The event showcased and reminded us of the richness of Indigenous Peoples’ sustainable agricultural practices with seasonal planting times, cultural traditions, customs and the history behind it all; how they live in harmony with Mother Earth and how she nurtures the peoples of the world and future generations.


The practice of Slow Food is not new to indigenous Fijians, but the term Slow Food is new. In the past 20 years there has been a dramatic increase of fast food eateries in urban centres in Fiji. In this digital era, with the effects of modernization, globalization and a fast way of life, there has been a huge shift in agricultural practices, means of food production and eating styles. The media plays a big role in this shift. TV commercials have been very influential in the minds of our young people, coupled by sponsorship of sports tournaments for young people and students by multinational corporations like Coca Cola, KFC, McDonalds and others.

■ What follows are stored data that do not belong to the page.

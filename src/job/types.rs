//! Closed enumerations making up a job descriptor

use serde::Deserialize;
use std::fmt;
use std::str::FromStr;

/// User agent preset that mimics Chrome on Windows
pub const CHROME_USER_AGENT: &str = "Mozilla/5.0 (Windows NT 10.0; Win64; x64) AppleWebKit/537.36 (KHTML, like Gecko) Chrome/42.0.2311.135 Safari/537.36 Edge/12.246";

/// User agent preset that mimics Firefox on Windows
pub const FIREFOX_USER_AGENT: &str =
    "Mozilla/5.0 (Windows NT 10.0; Win64; x64; rv:62.0) Gecko/20100101 Firefox/62.0";

/// Identity sent in the `User-Agent` header
#[derive(Debug, Clone, PartialEq, Eq, Deserialize)]
#[serde(from = "String")]
pub enum AgentIdentity {
    Chrome,
    Firefox,
    /// Any other user agent string, passed through untouched
    Custom(String),
}

impl AgentIdentity {
    /// Returns the header value for this identity
    pub fn as_str(&self) -> &str {
        match self {
            Self::Chrome => CHROME_USER_AGENT,
            Self::Firefox => FIREFOX_USER_AGENT,
            Self::Custom(agent) => agent,
        }
    }
}

impl From<String> for AgentIdentity {
    fn from(value: String) -> Self {
        match value.to_ascii_lowercase().as_str() {
            "chrome" => Self::Chrome,
            "firefox" => Self::Firefox,
            _ => Self::Custom(value),
        }
    }
}

impl Default for AgentIdentity {
    fn default() -> Self {
        Self::Chrome
    }
}

/// Kind of listing to crawl
#[derive(Debug, Clone, Copy, PartialEq, Eq, Hash, Deserialize)]
pub enum ListingType {
    #[serde(rename = "sell")]
    Sell,
    #[serde(rename = "rent", alias = "hand_over")]
    Rent,
}

impl ListingType {
    /// Path segment used by the site for this listing type
    pub fn path_segment(&self) -> &'static str {
        match self {
            Self::Sell => "sell",
            Self::Rent => "hand_over",
        }
    }

    /// Label stored on extracted records
    ///
    /// The site calls rentals `hand_over`; records carry `rent` instead.
    pub fn label(&self) -> &'static str {
        match self {
            Self::Sell => "sell",
            Self::Rent => "rent",
        }
    }
}

impl fmt::Display for ListingType {
    fn fmt(&self, f: &mut fmt::Formatter<'_>) -> fmt::Result {
        f.write_str(self.label())
    }
}

impl FromStr for ListingType {
    type Err = String;

    fn from_str(s: &str) -> Result<Self, Self::Err> {
        match s.to_ascii_lowercase().as_str() {
            "sell" => Ok(Self::Sell),
            "rent" | "hand_over" => Ok(Self::Rent),
            other => Err(format!("unknown listing type '{}'", other)),
        }
    }
}

/// Site language
#[derive(Debug, Clone, Copy, PartialEq, Eq, Hash, Deserialize)]
#[serde(rename_all = "lowercase")]
pub enum Language {
    Ru,
    Lv,
}

impl Language {
    pub fn code(&self) -> &'static str {
        match self {
            Self::Ru => "ru",
            Self::Lv => "lv",
        }
    }
}

impl fmt::Display for Language {
    fn fmt(&self, f: &mut fmt::Formatter<'_>) -> fmt::Result {
        f.write_str(self.code())
    }
}

impl FromStr for Language {
    type Err = String;

    fn from_str(s: &str) -> Result<Self, Self::Err> {
        match s.to_ascii_lowercase().as_str() {
            "ru" => Ok(Self::Ru),
            "lv" => Ok(Self::Lv),
            other => Err(format!("unknown language '{}'", other)),
        }
    }
}

/// City section of the flats category
#[derive(Debug, Clone, Copy, PartialEq, Eq, Hash, Deserialize)]
pub enum City {
    #[serde(rename = "Riga", alias = "riga")]
    Riga,
    #[serde(rename = "Jurmala", alias = "jurmala")]
    Jurmala,
    #[serde(rename = "Riga-region", alias = "riga-region")]
    RigaRegion,
    #[serde(rename = "Daugavpils", alias = "daugavpils")]
    Daugavpils,
    #[serde(rename = "Jelgava", alias = "jelgava")]
    Jelgava,
    #[serde(rename = "Liepaja", alias = "liepaja")]
    Liepaja,
    #[serde(rename = "Ventspils", alias = "ventspils")]
    Ventspils,
}

impl City {
    pub const ALL: [City; 7] = [
        City::Riga,
        City::Jurmala,
        City::RigaRegion,
        City::Daugavpils,
        City::Jelgava,
        City::Liepaja,
        City::Ventspils,
    ];

    /// Path segment, also copied onto every extracted record
    pub fn as_str(&self) -> &'static str {
        match self {
            Self::Riga => "Riga",
            Self::Jurmala => "Jurmala",
            Self::RigaRegion => "Riga-region",
            Self::Daugavpils => "Daugavpils",
            Self::Jelgava => "Jelgava",
            Self::Liepaja => "Liepaja",
            Self::Ventspils => "Ventspils",
        }
    }
}

impl fmt::Display for City {
    fn fmt(&self, f: &mut fmt::Formatter<'_>) -> fmt::Result {
        f.write_str(self.as_str())
    }
}

impl FromStr for City {
    type Err = String;

    fn from_str(s: &str) -> Result<Self, Self::Err> {
        City::ALL
            .iter()
            .find(|city| city.as_str().eq_ignore_ascii_case(s))
            .copied()
            .ok_or_else(|| format!("unknown city '{}'", s))
    }
}

/// How far back listings are included
#[derive(Debug, Clone, Copy, PartialEq, Eq, Hash, Deserialize)]
pub enum RecencyWindow {
    #[serde(rename = "all")]
    All,
    #[serde(rename = "today")]
    Today,
    #[serde(rename = "today-2")]
    Today2,
    #[serde(rename = "today-5")]
    Today5,
}

impl RecencyWindow {
    pub fn as_str(&self) -> &'static str {
        match self {
            Self::All => "all",
            Self::Today => "today",
            Self::Today2 => "today-2",
            Self::Today5 => "today-5",
        }
    }
}

impl fmt::Display for RecencyWindow {
    fn fmt(&self, f: &mut fmt::Formatter<'_>) -> fmt::Result {
        f.write_str(self.as_str())
    }
}

impl FromStr for RecencyWindow {
    type Err = String;

    fn from_str(s: &str) -> Result<Self, Self::Err> {
        match s.to_ascii_lowercase().as_str() {
            "all" => Ok(Self::All),
            "today" => Ok(Self::Today),
            "today-2" => Ok(Self::Today2),
            "today-5" => Ok(Self::Today5),
            other => Err(format!("unknown recency window '{}'", other)),
        }
    }
}
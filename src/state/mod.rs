//! State module for tracking crawl progress
//!
//! # Components
//!
//! - `VisitedSet`: URLs already claimed during the current run

mod visited;

pub use visited::VisitedSet;
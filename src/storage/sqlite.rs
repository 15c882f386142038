//! SQLite storage implementation
//!
//! This module provides a SQLite-based implementation of the BatchSink trait.

use crate::storage::schema::initialize_schema;
use crate::storage::traits::{BatchSink, StorageError, StorageResult};
use crate::storage::{BatchStatement, SqlDialect};
use rusqlite::{params, params_from_iter, Connection};
use std::path::Path;

/// SQLite storage backend
pub struct SqliteStorage {
    conn: Connection,
}

impl SqliteStorage {
    /// Opens or creates the flats database
    ///
    /// # Arguments
    ///
    /// * `path` - Path to the SQLite database file
    ///
    /// # Returns
    ///
    /// * `Ok(SqliteStorage)` - Successfully opened/created database
    /// * `Err(StorageError)` - Failed to open database or apply the schema
    pub fn open(path: &Path) -> StorageResult<Self> {
        let conn = Connection::open(path)?;

        conn.execute_batch(
            "
            PRAGMA journal_mode = WAL;
            PRAGMA synchronous = NORMAL;
            PRAGMA temp_store = MEMORY;
        ",
        )?;

        initialize_schema(&conn)?;

        Ok(Self { conn })
    }

    /// Creates an in-memory database (for testing)
    #[cfg(test)]
    pub fn open_in_memory() -> StorageResult<Self> {
        let conn = Connection::open_in_memory()?;
        initialize_schema(&conn)?;
        Ok(Self { conn })
    }

    /// Counts stored flats
    pub fn count_flats(&self) -> StorageResult<u64> {
        let count: i64 = self
            .conn
            .query_row("SELECT COUNT(*) FROM flats", [], |row| row.get(0))?;
        Ok(count as u64)
    }

    /// Counts stored flats per listing label, ordered by label
    pub fn count_flats_by_type(&self) -> StorageResult<Vec<(String, u64)>> {
        let mut stmt = self
            .conn
            .prepare("SELECT type, COUNT(*) FROM flats GROUP BY type ORDER BY type")?;

        let counts = stmt
            .query_map([], |row| Ok((row.get(0)?, row.get::<_, i64>(1)? as u64)))?
            .collect::<Result<Vec<_>, _>>()?;

        Ok(counts)
    }

    /// Looks up the stored price of a flat by its external id
    pub fn price_of(&self, id_external: i64) -> StorageResult<Option<i64>> {
        let mut stmt = self
            .conn
            .prepare("SELECT price FROM flats WHERE id_external = ?1")?;
        let mut rows = stmt.query_map(params![id_external], |row| row.get(0))?;

        Ok(rows.next().transpose()?)
    }
}

impl BatchSink for SqliteStorage {
    fn dialect(&self) -> SqlDialect {
        SqlDialect::Sqlite
    }

    fn execute_batch(&mut self, statement: &BatchStatement) -> StorageResult<usize> {
        run_statement(&self.conn, statement)
    }

    /// Runs every statement in one transaction; any failure rolls all back
    fn execute_all(&mut self, statements: &[BatchStatement]) -> StorageResult<usize> {
        let tx = self.conn.transaction()?;

        let mut inserted = 0;
        for statement in statements {
            inserted += run_statement(&tx, statement)?;
        }

        tx.commit()?;
        Ok(inserted)
    }
}

fn run_statement(conn: &Connection, statement: &BatchStatement) -> StorageResult<usize> {
    let mut prepared = conn
        .prepare(&statement.sql)
        .map_err(|source| StorageError::Prepare { source })?;

    prepared
        .execute(params_from_iter(statement.params.iter()))
        .map_err(|source| StorageError::Execute { source })
}
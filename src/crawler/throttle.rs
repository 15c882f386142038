//! Host politeness policy
//!
//! This module enforces, for the single crawled host:
//! - At most one request in flight at any time
//! - A randomized pause of up to [`MAX_RANDOM_DELAY`] between requests

use rand::Rng;
use std::time::Duration;
use tokio::sync::{Mutex, MutexGuard};
use tokio::time::Instant;

/// Upper bound of the random pause between two requests
pub const MAX_RANDOM_DELAY: Duration = Duration::from_secs(1);

/// Serializes requests and spaces them out
///
/// The mutex is held for the whole request, so a second caller waits until
/// the first response has been read.
#[derive(Debug)]
pub struct Throttle {
    last_request: Mutex<Option<Instant>>,
    max_delay: Duration,
}

/// Exclusive right to send one request
///
/// Dropping the slot records the time the request finished.
pub struct Slot<'a> {
    last_request: MutexGuard<'a, Option<Instant>>,
}

impl Drop for Slot<'_> {
    fn drop(&mut self) {
        *self.last_request = Some(Instant::now());
    }
}

impl Throttle {
    pub fn new() -> Self {
        Self::with_max_delay(MAX_RANDOM_DELAY)
    }

    pub(crate) fn with_max_delay(max_delay: Duration) -> Self {
        Self {
            last_request: Mutex::new(None),
            max_delay,
        }
    }

    /// Waits for the previous request to finish plus a random delay
    ///
    /// The first request of a run is not delayed.
    pub async fn acquire(&self) -> Slot<'_> {
        let last_request = self.last_request.lock().await;

        if let Some(finished) = *last_request {
            let wait = random_delay(self.max_delay).saturating_sub(finished.elapsed());
            if !wait.is_zero() {
                tracing::trace!("Throttling next request for {:?}", wait);
                tokio::time::sleep(wait).await;
            }
        }

        Slot { last_request }
    }
}

impl Default for Throttle {
    fn default() -> Self {
        Self::new()
    }
}

fn random_delay(max: Duration) -> Duration {
    let max_millis = max.as_millis() as u64;
    if max_millis == 0 {
        return Duration::ZERO;
    }
    Duration::from_millis(rand::thread_rng().gen_range(0..=max_millis))
}
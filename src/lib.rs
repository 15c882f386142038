//! flat-crawler: an ss.lv flat listings crawler
//!
//! This crate crawls the flat classifieds of ss.lv for one job (listing type,
//! language, city and recency window), extracts a typed record for every
//! listing row, and stages the records for a single batch insert.

pub mod config;
pub mod crawler;
pub mod extract;
pub mod job;
pub mod state;
pub mod storage;

use thiserror::Error;

/// Main error type for crawl operations
///
/// Only setup can fail a run; per-page problems surface as [`FetchError`]
/// and are absorbed by the engine.
#[derive(Debug, Error)]
pub enum CrawlError {
    #[error("URL parse error: {0}")]
    UrlParse(#[from] ::url::ParseError),

    #[error("HTTP client error: {0}")]
    Reqwest(#[from] reqwest::Error),
}

/// Configuration-specific errors
#[derive(Debug, Error)]
pub enum ConfigError {
    #[error("Failed to read config file: {0}")]
    Io(#[from] std::io::Error),

    #[error("Failed to parse TOML: {0}")]
    Parse(#[from] toml::de::Error),

    #[error("Validation error: {0}")]
    Validation(String),

    #[error("Invalid URL in config: {0}")]
    InvalidUrl(String),
}

/// Errors raised while fetching a single page
///
/// These never abort a crawl: the engine logs them and moves on to the next
/// discovered URL.
#[derive(Debug, Error)]
pub enum FetchError {
    #[error("HTTP error for {url}: {source}")]
    Http { url: String, source: reqwest::Error },

    #[error("Unexpected status {status} for {url}")]
    Status { url: String, status: u16 },
}

/// Result type alias for crawl operations
pub type Result<T> = std::result::Result<T, CrawlError>;

/// Result type alias for configuration operations
pub type ConfigResult<T> = std::result::Result<T, ConfigError>;

// Re-export commonly used types
pub use config::Config;
pub use crawler::{CrawlReport, Crawler};
pub use extract::Listing;
pub use job::{AgentIdentity, City, Job, Language, ListingType, RecencyWindow};
pub use storage::{RecordStore, SqliteStorage};
//! Listing extraction
//!
//! This module turns listing table rows into typed records:
//! - Row classification by `id` attribute (listings, adverts, other rows)
//! - Positional column mapping
//! - Lenient numeric coercion and location layout variants

mod fields;
mod row;

pub use fields::{
    classify_row_id, parse_int_or_zero, parse_price, resolve_price, split_location,
    strip_newlines, RowKind, ADVERT_PREFIX, ROW_PREFIX,
};
pub use row::extract_listing;

/// One flat listing extracted from a results page
#[derive(Debug, Clone, Default, PartialEq, Eq)]
pub struct Listing {
    /// Numeric id taken from the row's `id` attribute
    pub id_external: i64,
    /// Description, with line breaks removed
    pub text: String,
    pub district: String,
    /// Empty for cities without street data
    pub street: String,
    pub rooms: i64,
    /// Floor area in square meters
    pub apartment_area: i64,
    /// Raw floor descriptor such as `3/5`
    pub floor: String,
    pub house_type: String,
    pub price: i64,
    /// `sell` or `rent`
    pub listing_type: String,
    pub city: String,
    /// Absolute URL of the listing page
    pub url: String,
}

While the Fijian Government continues to build new hospitals and introduces new equipment, machines, health insurance programs and other amenities, illnesses continue to increase. According to a 2002 Ministry of Health survey, in the year 2000, 82% of all deaths in Fiji were attributed to non-communicable diseases with coronary heart disease and strokes responsible for one third of all deaths in the 40-59 age group. This could be easily linked to our lifestyle and the fact that we have moved away from not only our traditional foods but more importantly our traditional agricultural practices and social habits through the changing times. In the days of our forefathers, root crops and vegetables were grown organically, fruits were harvested according to their seasons, and seafood was caught using traditional sustainable methods.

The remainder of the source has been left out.